Provided records>
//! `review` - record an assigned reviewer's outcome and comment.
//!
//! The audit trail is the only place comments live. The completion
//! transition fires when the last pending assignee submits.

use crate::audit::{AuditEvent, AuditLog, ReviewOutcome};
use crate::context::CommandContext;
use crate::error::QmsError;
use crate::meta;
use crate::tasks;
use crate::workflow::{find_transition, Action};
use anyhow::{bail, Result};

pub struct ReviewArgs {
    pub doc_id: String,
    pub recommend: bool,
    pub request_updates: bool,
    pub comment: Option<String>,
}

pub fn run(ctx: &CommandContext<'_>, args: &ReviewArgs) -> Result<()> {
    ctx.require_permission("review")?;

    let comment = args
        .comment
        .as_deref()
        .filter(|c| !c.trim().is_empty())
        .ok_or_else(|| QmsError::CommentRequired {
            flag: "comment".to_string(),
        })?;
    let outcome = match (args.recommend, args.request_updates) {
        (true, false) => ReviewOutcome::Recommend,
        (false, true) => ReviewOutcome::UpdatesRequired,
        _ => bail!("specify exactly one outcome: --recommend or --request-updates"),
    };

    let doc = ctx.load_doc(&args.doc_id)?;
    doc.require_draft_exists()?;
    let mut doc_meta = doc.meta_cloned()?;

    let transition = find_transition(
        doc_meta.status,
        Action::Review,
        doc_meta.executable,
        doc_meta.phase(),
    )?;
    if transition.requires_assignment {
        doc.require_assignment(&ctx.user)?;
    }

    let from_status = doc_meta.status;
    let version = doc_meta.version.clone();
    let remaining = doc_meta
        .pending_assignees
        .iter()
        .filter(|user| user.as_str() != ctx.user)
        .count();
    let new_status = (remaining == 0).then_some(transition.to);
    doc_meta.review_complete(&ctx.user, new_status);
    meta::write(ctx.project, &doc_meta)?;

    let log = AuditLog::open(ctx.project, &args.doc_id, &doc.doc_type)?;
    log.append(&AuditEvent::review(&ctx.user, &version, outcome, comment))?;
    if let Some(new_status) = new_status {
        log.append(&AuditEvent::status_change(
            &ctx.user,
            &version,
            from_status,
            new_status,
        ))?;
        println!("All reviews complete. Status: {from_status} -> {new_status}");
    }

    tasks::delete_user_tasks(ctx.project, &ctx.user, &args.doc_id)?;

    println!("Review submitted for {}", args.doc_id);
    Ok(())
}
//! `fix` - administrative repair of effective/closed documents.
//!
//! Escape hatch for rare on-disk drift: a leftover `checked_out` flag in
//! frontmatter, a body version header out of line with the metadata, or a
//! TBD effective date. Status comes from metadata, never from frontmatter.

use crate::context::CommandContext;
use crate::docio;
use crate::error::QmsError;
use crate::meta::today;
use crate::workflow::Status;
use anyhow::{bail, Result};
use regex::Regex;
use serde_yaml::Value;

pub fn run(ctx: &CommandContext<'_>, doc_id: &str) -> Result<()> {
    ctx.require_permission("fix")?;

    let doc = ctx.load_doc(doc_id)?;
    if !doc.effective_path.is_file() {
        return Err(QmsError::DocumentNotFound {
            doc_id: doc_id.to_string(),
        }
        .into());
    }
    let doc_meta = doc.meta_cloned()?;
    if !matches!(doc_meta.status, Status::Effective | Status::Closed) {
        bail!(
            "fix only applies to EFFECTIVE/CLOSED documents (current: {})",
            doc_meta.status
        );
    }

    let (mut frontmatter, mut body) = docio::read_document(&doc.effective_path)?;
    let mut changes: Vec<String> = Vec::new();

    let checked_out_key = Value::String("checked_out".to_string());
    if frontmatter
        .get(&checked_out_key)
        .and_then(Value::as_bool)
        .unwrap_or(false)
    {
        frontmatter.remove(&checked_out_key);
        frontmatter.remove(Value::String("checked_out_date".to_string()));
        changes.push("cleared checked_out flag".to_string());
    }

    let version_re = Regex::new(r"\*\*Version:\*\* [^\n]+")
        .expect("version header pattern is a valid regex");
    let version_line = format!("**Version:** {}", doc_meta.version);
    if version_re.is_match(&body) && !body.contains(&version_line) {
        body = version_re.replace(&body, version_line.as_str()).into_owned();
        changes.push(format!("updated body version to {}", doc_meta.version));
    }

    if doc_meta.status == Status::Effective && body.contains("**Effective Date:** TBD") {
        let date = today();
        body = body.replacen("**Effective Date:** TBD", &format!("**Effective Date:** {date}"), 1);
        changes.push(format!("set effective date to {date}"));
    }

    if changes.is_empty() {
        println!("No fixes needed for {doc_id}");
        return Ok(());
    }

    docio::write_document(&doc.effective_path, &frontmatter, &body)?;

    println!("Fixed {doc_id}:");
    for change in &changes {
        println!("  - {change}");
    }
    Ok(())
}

...

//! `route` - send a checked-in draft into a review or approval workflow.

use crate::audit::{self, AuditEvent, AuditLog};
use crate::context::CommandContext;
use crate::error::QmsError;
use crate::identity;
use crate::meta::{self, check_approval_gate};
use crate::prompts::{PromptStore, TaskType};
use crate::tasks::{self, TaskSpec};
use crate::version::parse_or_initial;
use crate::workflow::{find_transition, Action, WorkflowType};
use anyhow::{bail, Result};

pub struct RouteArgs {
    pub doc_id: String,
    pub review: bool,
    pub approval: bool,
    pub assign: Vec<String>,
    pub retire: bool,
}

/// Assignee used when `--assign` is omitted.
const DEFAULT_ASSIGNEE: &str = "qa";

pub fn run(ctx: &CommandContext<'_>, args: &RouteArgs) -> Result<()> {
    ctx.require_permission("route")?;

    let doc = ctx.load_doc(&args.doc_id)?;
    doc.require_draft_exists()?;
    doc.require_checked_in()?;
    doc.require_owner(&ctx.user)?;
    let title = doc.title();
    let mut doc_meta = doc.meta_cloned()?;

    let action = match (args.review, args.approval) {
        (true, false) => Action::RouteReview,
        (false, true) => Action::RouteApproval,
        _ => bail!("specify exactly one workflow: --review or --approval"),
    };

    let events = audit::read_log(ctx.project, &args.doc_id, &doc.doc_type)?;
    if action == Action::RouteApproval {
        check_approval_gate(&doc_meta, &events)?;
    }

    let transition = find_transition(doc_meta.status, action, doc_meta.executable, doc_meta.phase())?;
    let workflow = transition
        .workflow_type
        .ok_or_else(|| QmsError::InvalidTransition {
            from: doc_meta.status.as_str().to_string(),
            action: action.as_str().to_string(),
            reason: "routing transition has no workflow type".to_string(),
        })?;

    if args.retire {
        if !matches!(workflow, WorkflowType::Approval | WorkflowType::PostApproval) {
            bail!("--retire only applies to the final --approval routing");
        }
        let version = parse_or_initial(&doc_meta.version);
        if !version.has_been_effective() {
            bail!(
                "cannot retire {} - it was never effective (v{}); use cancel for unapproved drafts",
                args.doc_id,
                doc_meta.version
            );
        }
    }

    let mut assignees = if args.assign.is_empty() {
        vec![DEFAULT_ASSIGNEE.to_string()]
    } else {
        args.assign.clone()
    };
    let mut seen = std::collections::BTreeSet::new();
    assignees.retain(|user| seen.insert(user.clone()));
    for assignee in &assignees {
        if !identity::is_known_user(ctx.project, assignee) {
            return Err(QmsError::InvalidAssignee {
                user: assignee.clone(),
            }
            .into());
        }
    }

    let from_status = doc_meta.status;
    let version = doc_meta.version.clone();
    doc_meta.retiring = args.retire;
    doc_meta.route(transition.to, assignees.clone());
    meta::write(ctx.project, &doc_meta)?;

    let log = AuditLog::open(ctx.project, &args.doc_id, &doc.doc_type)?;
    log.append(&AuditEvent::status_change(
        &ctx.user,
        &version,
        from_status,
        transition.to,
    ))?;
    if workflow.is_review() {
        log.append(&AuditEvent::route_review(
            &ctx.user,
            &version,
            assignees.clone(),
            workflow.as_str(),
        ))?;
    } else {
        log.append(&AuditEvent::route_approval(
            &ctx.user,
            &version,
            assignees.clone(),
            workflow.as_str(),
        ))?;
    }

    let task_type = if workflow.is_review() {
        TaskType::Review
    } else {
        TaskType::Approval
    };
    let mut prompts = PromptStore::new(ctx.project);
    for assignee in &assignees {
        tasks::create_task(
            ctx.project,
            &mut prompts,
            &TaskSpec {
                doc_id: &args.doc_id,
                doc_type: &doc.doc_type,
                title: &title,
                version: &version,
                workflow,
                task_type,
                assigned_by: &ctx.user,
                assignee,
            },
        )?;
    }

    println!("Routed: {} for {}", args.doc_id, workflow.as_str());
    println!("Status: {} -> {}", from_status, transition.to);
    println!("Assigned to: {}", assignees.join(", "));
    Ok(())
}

* * *

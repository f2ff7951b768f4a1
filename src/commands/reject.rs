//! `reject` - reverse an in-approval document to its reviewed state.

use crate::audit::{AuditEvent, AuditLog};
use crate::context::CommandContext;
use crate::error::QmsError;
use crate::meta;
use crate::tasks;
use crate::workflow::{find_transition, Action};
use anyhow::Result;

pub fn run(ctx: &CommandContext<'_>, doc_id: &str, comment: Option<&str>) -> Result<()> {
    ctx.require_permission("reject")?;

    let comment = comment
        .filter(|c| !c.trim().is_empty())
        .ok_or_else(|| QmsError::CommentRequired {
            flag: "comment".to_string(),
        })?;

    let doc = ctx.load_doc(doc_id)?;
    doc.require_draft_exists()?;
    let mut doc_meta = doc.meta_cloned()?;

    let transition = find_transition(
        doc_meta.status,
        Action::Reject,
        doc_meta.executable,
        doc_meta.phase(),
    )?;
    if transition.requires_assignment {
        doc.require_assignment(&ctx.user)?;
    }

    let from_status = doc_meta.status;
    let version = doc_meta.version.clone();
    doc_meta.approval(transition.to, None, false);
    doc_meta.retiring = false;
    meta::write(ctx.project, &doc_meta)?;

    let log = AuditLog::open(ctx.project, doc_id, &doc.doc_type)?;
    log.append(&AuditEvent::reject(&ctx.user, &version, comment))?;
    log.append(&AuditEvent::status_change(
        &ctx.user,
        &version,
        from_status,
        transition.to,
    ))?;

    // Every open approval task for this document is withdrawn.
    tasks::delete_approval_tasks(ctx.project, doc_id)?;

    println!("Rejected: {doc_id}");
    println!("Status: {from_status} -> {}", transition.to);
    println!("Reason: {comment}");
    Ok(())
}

Try it> Which lines in the material above include the string "self"? Pull them out.

Expected output>
use crate::audit::{self, AuditEvent, AuditLog};
use crate::meta::{self, check_approval_gate};
use crate::tasks::{self, TaskSpec};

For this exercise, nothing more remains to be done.